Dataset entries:
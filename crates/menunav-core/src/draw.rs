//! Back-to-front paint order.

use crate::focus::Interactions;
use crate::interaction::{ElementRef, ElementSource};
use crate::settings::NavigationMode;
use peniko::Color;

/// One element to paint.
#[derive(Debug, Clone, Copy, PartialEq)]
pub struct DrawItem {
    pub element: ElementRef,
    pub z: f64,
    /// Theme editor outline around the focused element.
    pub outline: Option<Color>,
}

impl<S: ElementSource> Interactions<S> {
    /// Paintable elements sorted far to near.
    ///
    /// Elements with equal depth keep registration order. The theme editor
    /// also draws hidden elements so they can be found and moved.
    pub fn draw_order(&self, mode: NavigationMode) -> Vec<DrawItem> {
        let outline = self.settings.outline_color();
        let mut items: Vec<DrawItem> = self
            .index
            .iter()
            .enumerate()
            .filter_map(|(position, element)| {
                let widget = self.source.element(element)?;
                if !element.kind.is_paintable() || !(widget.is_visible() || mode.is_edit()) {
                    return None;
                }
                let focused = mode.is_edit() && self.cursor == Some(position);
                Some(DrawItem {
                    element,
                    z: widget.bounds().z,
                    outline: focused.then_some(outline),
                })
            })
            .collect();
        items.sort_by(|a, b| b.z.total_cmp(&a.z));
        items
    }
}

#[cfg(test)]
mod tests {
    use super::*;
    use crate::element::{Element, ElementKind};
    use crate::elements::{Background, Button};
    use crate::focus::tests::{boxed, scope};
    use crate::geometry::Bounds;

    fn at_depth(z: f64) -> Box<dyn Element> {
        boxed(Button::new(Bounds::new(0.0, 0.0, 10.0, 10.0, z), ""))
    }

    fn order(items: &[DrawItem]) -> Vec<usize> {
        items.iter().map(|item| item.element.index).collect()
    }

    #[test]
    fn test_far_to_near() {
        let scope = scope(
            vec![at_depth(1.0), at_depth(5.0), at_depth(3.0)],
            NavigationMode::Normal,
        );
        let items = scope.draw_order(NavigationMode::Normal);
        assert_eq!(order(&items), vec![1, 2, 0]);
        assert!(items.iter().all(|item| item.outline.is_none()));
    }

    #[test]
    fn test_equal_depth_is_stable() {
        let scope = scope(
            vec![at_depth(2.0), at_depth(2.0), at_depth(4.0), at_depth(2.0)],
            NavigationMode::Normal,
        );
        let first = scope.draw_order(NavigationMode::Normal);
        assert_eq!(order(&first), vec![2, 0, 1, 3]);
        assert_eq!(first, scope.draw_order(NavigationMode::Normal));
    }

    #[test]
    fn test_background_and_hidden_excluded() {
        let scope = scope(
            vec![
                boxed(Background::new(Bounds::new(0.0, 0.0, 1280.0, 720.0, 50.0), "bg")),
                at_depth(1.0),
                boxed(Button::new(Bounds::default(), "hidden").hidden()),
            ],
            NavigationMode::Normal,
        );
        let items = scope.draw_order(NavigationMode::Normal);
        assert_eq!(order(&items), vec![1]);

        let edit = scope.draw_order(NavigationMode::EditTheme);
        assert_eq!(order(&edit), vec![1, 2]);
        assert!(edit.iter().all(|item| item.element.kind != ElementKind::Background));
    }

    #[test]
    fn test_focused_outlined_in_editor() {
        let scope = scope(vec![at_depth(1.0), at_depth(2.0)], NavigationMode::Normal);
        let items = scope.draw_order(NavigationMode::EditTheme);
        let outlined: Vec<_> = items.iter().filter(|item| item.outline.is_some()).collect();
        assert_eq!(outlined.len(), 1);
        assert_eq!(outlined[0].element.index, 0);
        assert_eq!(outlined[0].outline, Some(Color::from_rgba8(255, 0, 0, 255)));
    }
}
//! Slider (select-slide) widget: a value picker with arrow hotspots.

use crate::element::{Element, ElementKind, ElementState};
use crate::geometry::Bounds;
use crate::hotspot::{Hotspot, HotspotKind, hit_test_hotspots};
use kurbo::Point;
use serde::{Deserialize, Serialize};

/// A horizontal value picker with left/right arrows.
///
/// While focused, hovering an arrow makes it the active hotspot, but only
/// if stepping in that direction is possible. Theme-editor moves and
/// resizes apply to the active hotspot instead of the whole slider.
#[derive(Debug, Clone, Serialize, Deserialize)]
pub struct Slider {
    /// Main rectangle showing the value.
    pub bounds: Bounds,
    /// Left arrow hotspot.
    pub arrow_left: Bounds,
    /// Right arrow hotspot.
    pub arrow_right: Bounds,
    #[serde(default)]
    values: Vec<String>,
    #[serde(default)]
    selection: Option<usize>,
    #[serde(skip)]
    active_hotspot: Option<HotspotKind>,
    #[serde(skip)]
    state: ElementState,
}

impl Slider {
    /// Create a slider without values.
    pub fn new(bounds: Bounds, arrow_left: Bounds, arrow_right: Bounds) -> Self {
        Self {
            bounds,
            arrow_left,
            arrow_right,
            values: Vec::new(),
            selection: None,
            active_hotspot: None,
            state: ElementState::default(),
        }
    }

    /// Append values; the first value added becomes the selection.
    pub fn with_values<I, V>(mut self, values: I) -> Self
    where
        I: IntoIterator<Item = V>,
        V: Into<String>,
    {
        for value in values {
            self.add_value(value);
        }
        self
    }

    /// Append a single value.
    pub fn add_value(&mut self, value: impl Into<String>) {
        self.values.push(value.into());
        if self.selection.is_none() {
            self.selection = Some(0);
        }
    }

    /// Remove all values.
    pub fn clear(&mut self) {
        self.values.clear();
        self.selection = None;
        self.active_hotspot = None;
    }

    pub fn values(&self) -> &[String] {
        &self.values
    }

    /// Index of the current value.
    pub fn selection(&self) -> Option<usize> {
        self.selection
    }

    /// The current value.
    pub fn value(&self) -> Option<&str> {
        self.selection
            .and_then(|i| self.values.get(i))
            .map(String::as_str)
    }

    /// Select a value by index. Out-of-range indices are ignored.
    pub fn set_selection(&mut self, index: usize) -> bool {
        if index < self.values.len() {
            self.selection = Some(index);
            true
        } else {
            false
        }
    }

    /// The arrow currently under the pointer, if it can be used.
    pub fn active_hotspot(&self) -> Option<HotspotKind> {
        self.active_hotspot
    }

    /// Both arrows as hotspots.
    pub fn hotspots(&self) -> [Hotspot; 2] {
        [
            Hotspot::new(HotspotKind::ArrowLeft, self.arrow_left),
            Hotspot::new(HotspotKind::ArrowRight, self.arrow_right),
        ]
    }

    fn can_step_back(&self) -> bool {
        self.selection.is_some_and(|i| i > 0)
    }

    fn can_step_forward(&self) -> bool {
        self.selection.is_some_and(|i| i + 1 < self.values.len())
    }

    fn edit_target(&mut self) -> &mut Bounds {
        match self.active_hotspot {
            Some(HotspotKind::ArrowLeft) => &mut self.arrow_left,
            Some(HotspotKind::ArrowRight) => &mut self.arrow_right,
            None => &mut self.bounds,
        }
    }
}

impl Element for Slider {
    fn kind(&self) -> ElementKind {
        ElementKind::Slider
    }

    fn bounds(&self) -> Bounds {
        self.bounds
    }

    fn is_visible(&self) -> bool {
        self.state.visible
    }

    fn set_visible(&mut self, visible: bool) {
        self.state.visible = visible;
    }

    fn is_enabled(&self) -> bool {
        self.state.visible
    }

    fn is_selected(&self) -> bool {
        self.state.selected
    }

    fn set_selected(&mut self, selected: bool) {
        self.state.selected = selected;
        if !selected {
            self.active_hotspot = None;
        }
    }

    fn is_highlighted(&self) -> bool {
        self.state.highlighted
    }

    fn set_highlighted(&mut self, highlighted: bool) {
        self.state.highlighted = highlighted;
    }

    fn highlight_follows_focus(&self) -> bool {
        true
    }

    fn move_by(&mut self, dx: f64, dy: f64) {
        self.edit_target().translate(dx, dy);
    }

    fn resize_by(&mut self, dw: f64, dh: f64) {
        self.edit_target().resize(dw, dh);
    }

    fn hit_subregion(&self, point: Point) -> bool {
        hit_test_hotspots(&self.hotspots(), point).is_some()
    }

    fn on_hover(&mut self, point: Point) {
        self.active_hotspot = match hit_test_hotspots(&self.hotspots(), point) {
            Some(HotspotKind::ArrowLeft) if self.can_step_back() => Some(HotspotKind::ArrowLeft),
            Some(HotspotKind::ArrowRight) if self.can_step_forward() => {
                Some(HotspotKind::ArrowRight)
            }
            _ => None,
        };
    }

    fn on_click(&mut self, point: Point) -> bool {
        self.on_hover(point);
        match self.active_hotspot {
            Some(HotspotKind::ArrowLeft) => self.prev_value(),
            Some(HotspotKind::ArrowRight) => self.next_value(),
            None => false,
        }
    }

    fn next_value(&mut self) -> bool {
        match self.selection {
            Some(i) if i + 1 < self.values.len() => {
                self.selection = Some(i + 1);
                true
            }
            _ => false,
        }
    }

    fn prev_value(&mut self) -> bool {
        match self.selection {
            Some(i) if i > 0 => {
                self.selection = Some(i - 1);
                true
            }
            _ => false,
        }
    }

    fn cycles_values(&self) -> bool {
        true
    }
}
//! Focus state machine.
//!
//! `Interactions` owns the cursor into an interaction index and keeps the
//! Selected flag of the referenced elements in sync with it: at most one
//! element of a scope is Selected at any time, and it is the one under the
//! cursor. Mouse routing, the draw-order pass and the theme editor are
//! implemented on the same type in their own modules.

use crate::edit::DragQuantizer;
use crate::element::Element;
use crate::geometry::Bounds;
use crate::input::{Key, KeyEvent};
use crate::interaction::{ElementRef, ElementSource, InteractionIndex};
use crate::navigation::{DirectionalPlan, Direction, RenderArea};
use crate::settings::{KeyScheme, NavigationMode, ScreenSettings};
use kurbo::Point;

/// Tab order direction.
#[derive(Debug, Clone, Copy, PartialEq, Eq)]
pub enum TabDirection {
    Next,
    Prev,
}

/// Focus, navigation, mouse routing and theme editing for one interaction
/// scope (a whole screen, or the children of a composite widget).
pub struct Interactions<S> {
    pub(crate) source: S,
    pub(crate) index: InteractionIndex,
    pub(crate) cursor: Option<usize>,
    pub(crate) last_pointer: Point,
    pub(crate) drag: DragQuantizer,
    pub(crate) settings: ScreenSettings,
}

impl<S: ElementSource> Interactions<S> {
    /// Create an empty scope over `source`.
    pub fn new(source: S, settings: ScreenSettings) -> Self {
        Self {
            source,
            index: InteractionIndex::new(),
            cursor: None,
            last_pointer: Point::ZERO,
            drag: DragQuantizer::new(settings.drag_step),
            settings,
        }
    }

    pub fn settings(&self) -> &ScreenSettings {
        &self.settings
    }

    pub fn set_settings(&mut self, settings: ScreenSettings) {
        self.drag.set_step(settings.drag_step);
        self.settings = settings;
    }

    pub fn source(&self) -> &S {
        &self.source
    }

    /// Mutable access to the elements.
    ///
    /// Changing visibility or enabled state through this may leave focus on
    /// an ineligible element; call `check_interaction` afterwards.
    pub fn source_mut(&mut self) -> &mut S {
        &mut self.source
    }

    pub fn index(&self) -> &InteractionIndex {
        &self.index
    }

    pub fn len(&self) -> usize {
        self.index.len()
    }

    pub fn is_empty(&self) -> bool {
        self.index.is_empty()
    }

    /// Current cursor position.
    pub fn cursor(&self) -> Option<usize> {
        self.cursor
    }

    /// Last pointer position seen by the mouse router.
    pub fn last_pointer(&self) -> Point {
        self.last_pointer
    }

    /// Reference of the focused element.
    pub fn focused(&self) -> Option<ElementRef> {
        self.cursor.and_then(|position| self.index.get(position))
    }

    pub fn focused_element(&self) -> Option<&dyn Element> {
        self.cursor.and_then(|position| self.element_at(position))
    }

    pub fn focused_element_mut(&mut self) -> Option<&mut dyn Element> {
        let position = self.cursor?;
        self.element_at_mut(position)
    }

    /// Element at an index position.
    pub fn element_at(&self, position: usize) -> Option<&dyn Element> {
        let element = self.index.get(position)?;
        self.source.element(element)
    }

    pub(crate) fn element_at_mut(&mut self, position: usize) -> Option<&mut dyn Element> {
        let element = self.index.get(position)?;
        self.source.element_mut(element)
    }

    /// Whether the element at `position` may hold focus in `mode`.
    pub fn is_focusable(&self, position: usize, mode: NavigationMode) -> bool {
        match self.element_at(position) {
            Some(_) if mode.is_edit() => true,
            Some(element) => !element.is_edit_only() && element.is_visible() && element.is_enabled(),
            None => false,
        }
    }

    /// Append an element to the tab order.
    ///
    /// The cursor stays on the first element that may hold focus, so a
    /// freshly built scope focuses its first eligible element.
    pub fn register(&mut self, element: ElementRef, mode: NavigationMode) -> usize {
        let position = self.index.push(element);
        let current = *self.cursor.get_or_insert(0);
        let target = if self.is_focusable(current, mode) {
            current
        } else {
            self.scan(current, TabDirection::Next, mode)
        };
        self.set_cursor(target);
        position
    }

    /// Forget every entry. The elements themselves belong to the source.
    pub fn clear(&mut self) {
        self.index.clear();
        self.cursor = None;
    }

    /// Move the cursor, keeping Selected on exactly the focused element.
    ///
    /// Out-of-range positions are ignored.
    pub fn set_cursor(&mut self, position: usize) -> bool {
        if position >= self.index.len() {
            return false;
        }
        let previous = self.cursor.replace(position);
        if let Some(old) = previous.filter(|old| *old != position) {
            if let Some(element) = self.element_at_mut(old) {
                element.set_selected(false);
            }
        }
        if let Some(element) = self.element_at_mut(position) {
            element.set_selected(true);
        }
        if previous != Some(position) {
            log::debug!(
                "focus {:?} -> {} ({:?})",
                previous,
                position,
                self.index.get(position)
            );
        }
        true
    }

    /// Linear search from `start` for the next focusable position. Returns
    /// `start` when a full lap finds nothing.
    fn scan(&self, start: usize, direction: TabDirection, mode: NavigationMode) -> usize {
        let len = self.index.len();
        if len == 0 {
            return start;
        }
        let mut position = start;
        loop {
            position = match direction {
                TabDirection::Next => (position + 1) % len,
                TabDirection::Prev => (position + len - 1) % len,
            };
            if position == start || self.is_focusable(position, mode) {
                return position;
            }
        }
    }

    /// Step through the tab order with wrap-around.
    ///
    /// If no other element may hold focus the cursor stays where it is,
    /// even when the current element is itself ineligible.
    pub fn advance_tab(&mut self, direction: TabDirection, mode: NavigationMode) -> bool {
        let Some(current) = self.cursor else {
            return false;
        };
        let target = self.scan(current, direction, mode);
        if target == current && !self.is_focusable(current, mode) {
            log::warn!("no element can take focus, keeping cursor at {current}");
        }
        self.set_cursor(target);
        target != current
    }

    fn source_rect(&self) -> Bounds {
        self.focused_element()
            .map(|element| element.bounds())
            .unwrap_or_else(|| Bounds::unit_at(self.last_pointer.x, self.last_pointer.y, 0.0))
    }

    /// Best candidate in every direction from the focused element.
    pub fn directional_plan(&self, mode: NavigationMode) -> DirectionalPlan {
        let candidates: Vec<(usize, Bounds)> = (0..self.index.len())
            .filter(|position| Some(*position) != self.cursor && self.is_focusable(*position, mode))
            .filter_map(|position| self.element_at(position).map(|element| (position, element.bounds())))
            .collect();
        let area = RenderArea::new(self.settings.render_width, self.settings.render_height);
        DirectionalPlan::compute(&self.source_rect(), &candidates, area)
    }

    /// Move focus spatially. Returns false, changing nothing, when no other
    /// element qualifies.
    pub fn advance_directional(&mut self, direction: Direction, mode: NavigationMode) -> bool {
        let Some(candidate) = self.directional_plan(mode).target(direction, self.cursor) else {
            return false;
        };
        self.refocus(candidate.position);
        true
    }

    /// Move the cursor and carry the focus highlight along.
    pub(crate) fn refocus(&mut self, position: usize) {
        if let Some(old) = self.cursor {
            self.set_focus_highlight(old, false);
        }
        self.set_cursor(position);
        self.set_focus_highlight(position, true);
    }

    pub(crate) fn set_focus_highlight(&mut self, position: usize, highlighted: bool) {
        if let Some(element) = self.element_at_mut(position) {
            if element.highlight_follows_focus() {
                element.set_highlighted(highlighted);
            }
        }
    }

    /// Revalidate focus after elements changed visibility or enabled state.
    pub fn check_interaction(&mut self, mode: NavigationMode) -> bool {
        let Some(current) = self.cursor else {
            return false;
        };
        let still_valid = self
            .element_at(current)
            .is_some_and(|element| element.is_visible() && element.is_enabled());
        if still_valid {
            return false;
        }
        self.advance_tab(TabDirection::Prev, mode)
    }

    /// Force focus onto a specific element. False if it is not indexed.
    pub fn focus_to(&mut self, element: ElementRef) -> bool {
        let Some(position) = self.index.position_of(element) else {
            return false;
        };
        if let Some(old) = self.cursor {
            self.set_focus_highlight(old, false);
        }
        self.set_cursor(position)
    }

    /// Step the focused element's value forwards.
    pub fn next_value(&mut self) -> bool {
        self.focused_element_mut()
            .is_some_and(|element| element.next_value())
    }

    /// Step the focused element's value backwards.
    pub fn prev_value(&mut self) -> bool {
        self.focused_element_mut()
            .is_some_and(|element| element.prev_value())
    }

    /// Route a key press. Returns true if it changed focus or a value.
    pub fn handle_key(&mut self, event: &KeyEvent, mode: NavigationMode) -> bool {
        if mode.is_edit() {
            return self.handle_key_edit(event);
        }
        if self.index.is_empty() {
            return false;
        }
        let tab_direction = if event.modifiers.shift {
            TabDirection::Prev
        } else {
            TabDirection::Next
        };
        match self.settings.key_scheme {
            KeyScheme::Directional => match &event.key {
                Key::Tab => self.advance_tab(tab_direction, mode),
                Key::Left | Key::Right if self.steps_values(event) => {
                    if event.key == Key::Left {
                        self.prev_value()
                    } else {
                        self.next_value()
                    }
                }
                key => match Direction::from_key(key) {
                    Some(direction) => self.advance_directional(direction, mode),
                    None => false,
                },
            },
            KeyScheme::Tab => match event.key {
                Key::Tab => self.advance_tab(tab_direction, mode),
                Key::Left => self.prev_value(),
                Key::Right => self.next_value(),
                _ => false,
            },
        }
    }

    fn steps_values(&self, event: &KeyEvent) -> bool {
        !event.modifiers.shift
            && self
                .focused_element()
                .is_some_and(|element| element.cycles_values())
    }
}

What is expected:
Which lines above include "whole"? Show each of them by copying it.

Solution:
/// resizes apply to the active hotspot instead of the whole slider.
/// scope (a whole screen, or the children of a composite widget).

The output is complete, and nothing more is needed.